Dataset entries
*** Begin section ***
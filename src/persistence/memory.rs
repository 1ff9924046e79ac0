//! In-memory [`BookingRepo`] for service-layer tests.
//!
//! Mimics the Postgres implementation's observable behavior, including
//! the partial-index conflicts and the all-or-nothing semantics of
//! `persist_reservation`. A line-insert failure can be injected to test
//! atomicity.

use std::collections::HashMap;
use std::sync::Mutex;
use std::sync::atomic::{AtomicBool, Ordering};

use async_trait::async_trait;
use chrono::{DateTime, NaiveDate, NaiveTime, Utc};
use rust_decimal::Decimal;

use super::models::{
    BankAccount, CartLine, CatalogItem, Customer, NewReservation, NewReservationLine, Reservation,
    ReservationLine, SlotAvailability, TimeSlot,
};
use super::repo::BookingRepo;
use crate::domain::{ItemKind, PaymentMethod, ReservationState};
use crate::error::BookingError;

#[derive(Debug, Default)]
struct State {
    customers: HashMap<i64, Customer>,
    items: HashMap<(ItemKind, i64), CatalogItem>,
    slots: Vec<TimeSlot>,
    cart_lines: HashMap<i64, Vec<CartLine>>,
    reservations: HashMap<i64, Reservation>,
    reservation_lines: HashMap<i64, Vec<ReservationLine>>,
    bank_accounts: Vec<BankAccount>,
    next_id: i64,
}

impl State {
    fn fresh_id(&mut self) -> i64 {
        self.next_id += 1;
        self.next_id
    }
}

/// Test double for the repository seam.
#[derive(Debug, Default)]
pub(crate) struct MemoryRepo {
    state: Mutex<State>,
    /// When set, the next `persist_reservation` fails at line insertion.
    pub(crate) fail_line_insert: AtomicBool,
}

impl MemoryRepo {
    pub(crate) fn new() -> Self {
        Self::default()
    }

    pub(crate) fn add_customer(&self, id: i64, first_name: &str, email: &str) {
        let mut state = self.lock();
        state.customers.insert(
            id,
            Customer {
                id,
                first_name: first_name.to_string(),
                last_name: "Tester".to_string(),
                email: email.to_string(),
                phone: format!("555-{id:04}"),
                active: true,
            },
        );
    }

    pub(crate) fn add_item(&self, kind: ItemKind, id: i64, name: &str, unit_price: Decimal) {
        let mut state = self.lock();
        state.items.insert(
            (kind, id),
            CatalogItem {
                name: name.to_string(),
                unit_price,
            },
        );
    }

    pub(crate) fn add_slot(&self, id: i64, date: NaiveDate, capacity: i32) {
        let mut state = self.lock();
        state.slots.push(TimeSlot {
            id,
            slot_date: date,
            starts_at: NaiveTime::from_hms_opt(14, 0, 0).unwrap_or_default(),
            ends_at: NaiveTime::from_hms_opt(18, 0, 0).unwrap_or_default(),
            available: true,
            capacity,
        });
    }

    pub(crate) fn add_bank_account(&self, id: i64, bank_name: &str) {
        let mut state = self.lock();
        state.bank_accounts.push(BankAccount {
            id,
            bank_name: bank_name.to_string(),
            account_holder: "Party Rentals LLC".to_string(),
            account_number: format!("ACC-{id:06}"),
            instructions: None,
        });
    }

    fn lock(&self) -> std::sync::MutexGuard<'_, State> {
        self.state
            .lock()
            .unwrap_or_else(std::sync::PoisonError::into_inner)
    }
}

#[async_trait]
impl BookingRepo for MemoryRepo {
    async fn customer(&self, customer_id: i64) -> Result<Customer, BookingError> {
        self.lock()
            .customers
            .get(&customer_id)
            .cloned()
            .ok_or(BookingError::CustomerNotFound(customer_id))
    }

    async fn catalog_item(&self, kind: ItemKind, item_id: i64) -> Result<CatalogItem, BookingError> {
        self.lock()
            .items
            .get(&(kind, item_id))
            .cloned()
            .ok_or(BookingError::ItemNotFound { kind, id: item_id })
    }

    async fn add_cart_line(
        &self,
        customer_id: i64,
        kind: ItemKind,
        item_id: i64,
        quantity: i32,
        unit_price: Decimal,
    ) -> Result<CartLine, BookingError> {
        let mut state = self.lock();
        let item_name = state
            .items
            .get(&(kind, item_id))
            .map(|i| i.name.clone())
            .unwrap_or_default();
        let line_id = state.fresh_id();
        let lines = state.cart_lines.entry(customer_id).or_default();

        let matches_item = |line: &CartLine| match kind {
            ItemKind::Service => line.service_id == Some(item_id),
            ItemKind::Bundle => line.bundle_id == Some(item_id),
            ItemKind::Promotion => line.promotion_id == Some(item_id),
        };
        if let Some(line) = lines.iter_mut().find(|l| matches_item(l)) {
            line.quantity += quantity;
            line.unit_price = unit_price;
            return Ok(line.clone());
        }

        let line = CartLine {
            id: line_id,
            cart_id: customer_id,
            service_id: (kind == ItemKind::Service).then_some(item_id),
            bundle_id: (kind == ItemKind::Bundle).then_some(item_id),
            promotion_id: (kind == ItemKind::Promotion).then_some(item_id),
            item_name,
            quantity,
            unit_price,
        };
        lines.push(line.clone());
        Ok(line)
    }

    async fn cart_lines(&self, customer_id: i64) -> Result<Vec<CartLine>, BookingError> {
        Ok(self
            .lock()
            .cart_lines
            .get(&customer_id)
            .cloned()
            .unwrap_or_default())
    }

    async fn slot_for_date(&self, date: NaiveDate) -> Result<Option<TimeSlot>, BookingError> {
        Ok(self
            .lock()
            .slots
            .iter()
            .find(|s| s.slot_date == date && s.available)
            .cloned())
    }

    async fn slot(&self, slot_id: i64) -> Result<TimeSlot, BookingError> {
        self.lock()
            .slots
            .iter()
            .find(|s| s.id == slot_id)
            .cloned()
            .ok_or(BookingError::SlotNotFound(slot_id))
    }

    async fn open_slots(&self, date: NaiveDate) -> Result<Vec<SlotAvailability>, BookingError> {
        let state = self.lock();
        let booked_on = |slot_id: i64| {
            state
                .reservations
                .values()
                .filter(|r| {
                    r.slot_id == slot_id
                        && r.current_state().is_some_and(ReservationState::is_active)
                })
                .count() as i64
        };
        Ok(state
            .slots
            .iter()
            .filter(|s| s.slot_date == date && s.available)
            .map(|s| SlotAvailability {
                id: s.id,
                slot_date: s.slot_date,
                starts_at: s.starts_at,
                ends_at: s.ends_at,
                capacity: s.capacity,
                booked: booked_on(s.id),
            })
            .filter(|s| s.booked < i64::from(s.capacity))
            .collect())
    }

    async fn active_reservation_on(&self, date: NaiveDate) -> Result<bool, BookingError> {
        Ok(self.lock().reservations.values().any(|r| {
            r.event_date == date && r.current_state().is_some_and(ReservationState::is_active)
        }))
    }

    async fn persist_reservation(
        &self,
        reservation: &NewReservation,
        lines: &[NewReservationLine],
        empty_cart_for: Option<i64>,
    ) -> Result<i64, BookingError> {
        let mut state = self.lock();

        if state.reservations.values().any(|r| r.code == reservation.code) {
            return Err(BookingError::CodeCollision);
        }
        let date_taken = state.reservations.values().any(|r| {
            r.event_date == reservation.event_date
                && r.current_state().is_some_and(ReservationState::is_active)
        });
        if date_taken {
            return Err(BookingError::DateAlreadyBooked(reservation.event_date));
        }
        // Atomicity: fail before any mutation, like a rolled-back
        // transaction.
        if self.fail_line_insert.load(Ordering::SeqCst) {
            return Err(BookingError::Database("injected line failure".to_string()));
        }

        let reservation_id = state.fresh_id();
        let snapshots: Vec<ReservationLine> = lines
            .iter()
            .enumerate()
            .map(|(i, line)| ReservationLine {
                id: reservation_id * 100 + i as i64,
                reservation_id,
                line_kind: line.kind.db_code().to_string(),
                item_name: line.item_name.clone(),
                quantity: line.quantity,
                unit_price: line.unit_price,
                line_subtotal: line.line_subtotal,
            })
            .collect();

        state.reservations.insert(
            reservation_id,
            Reservation {
                id: reservation_id,
                customer_id: reservation.customer_id,
                slot_id: reservation.slot_id,
                code: reservation.code.clone(),
                event_date: reservation.event_date,
                starts_at: reservation.starts_at,
                event_address: reservation.event_address.clone(),
                special_notes: reservation.special_notes.clone(),
                subtotal: reservation.subtotal,
                discount: Decimal::ZERO,
                tax: reservation.tax,
                total: reservation.total,
                state: ReservationState::Pending.as_str().to_string(),
                payment_method: None,
                payment_proof_url: None,
                transaction_id: None,
                booked_at: Utc::now(),
                confirmed_at: None,
            },
        );
        state.reservation_lines.insert(reservation_id, snapshots);

        if let Some(customer_id) = empty_cart_for {
            state.cart_lines.remove(&customer_id);
        }
        Ok(reservation_id)
    }

    async fn reservation(&self, reservation_id: i64) -> Result<Reservation, BookingError> {
        self.lock()
            .reservations
            .get(&reservation_id)
            .cloned()
            .ok_or_else(|| BookingError::ReservationNotFound(reservation_id.to_string()))
    }

    async fn reservation_by_code(&self, code: &str) -> Result<Reservation, BookingError> {
        self.lock()
            .reservations
            .values()
            .find(|r| r.code == code)
            .cloned()
            .ok_or_else(|| BookingError::ReservationNotFound(code.to_string()))
    }

    async fn reservation_lines(
        &self,
        reservation_id: i64,
    ) -> Result<Vec<ReservationLine>, BookingError> {
        Ok(self
            .lock()
            .reservation_lines
            .get(&reservation_id)
            .cloned()
            .unwrap_or_default())
    }

    async fn transaction_id_taken(
        &self,
        transaction_id: &str,
        exclude: i64,
    ) -> Result<bool, BookingError> {
        Ok(self.lock().reservations.values().any(|r| {
            r.id != exclude && r.transaction_id.as_deref() == Some(transaction_id)
        }))
    }

    async fn mark_approved(
        &self,
        reservation_id: i64,
        transaction_id: &str,
        confirmed_at: DateTime<Utc>,
    ) -> Result<(), BookingError> {
        let mut state = self.lock();
        let taken = state.reservations.values().any(|r| {
            r.id != reservation_id && r.transaction_id.as_deref() == Some(transaction_id)
        });
        if taken {
            return Err(BookingError::DuplicateTransactionId(
                transaction_id.to_string(),
            ));
        }
        let reservation = state
            .reservations
            .get_mut(&reservation_id)
            .ok_or_else(|| BookingError::ReservationNotFound(reservation_id.to_string()))?;
        reservation.state = ReservationState::Approved.as_str().to_string();
        reservation.transaction_id = Some(transaction_id.to_string());
        reservation.confirmed_at = Some(confirmed_at);
        Ok(())
    }

    async fn set_state(
        &self,
        reservation_id: i64,
        state: ReservationState,
    ) -> Result<(), BookingError> {
        let mut guard = self.lock();
        let reservation = guard
            .reservations
            .get_mut(&reservation_id)
            .ok_or_else(|| BookingError::ReservationNotFound(reservation_id.to_string()))?;
        reservation.state = state.as_str().to_string();
        Ok(())
    }

    async fn set_payment(
        &self,
        reservation_id: i64,
        method: PaymentMethod,
        proof_url: Option<&str>,
        transaction_id: Option<&str>,
    ) -> Result<(), BookingError> {
        let mut guard = self.lock();
        let reservation = guard
            .reservations
            .get_mut(&reservation_id)
            .ok_or_else(|| BookingError::ReservationNotFound(reservation_id.to_string()))?;
        reservation.payment_method = Some(method.as_str().to_string());
        reservation.payment_proof_url = proof_url.map(str::to_string);
        reservation.transaction_id = transaction_id.map(str::to_string);
        Ok(())
    }

    async fn active_bank_accounts(&self) -> Result<Vec<BankAccount>, BookingError> {
        Ok(self.lock().bank_accounts.clone())
    }
}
*** End section ***
__Exercise prompt__.
Find "injected" in the preceding records. Copy each line that holds it.

__Answer space__.
//! `persist_reservation`. A line-insert failure can be injected to test
            return Err(BookingError::Database("injected line failure".to_string()));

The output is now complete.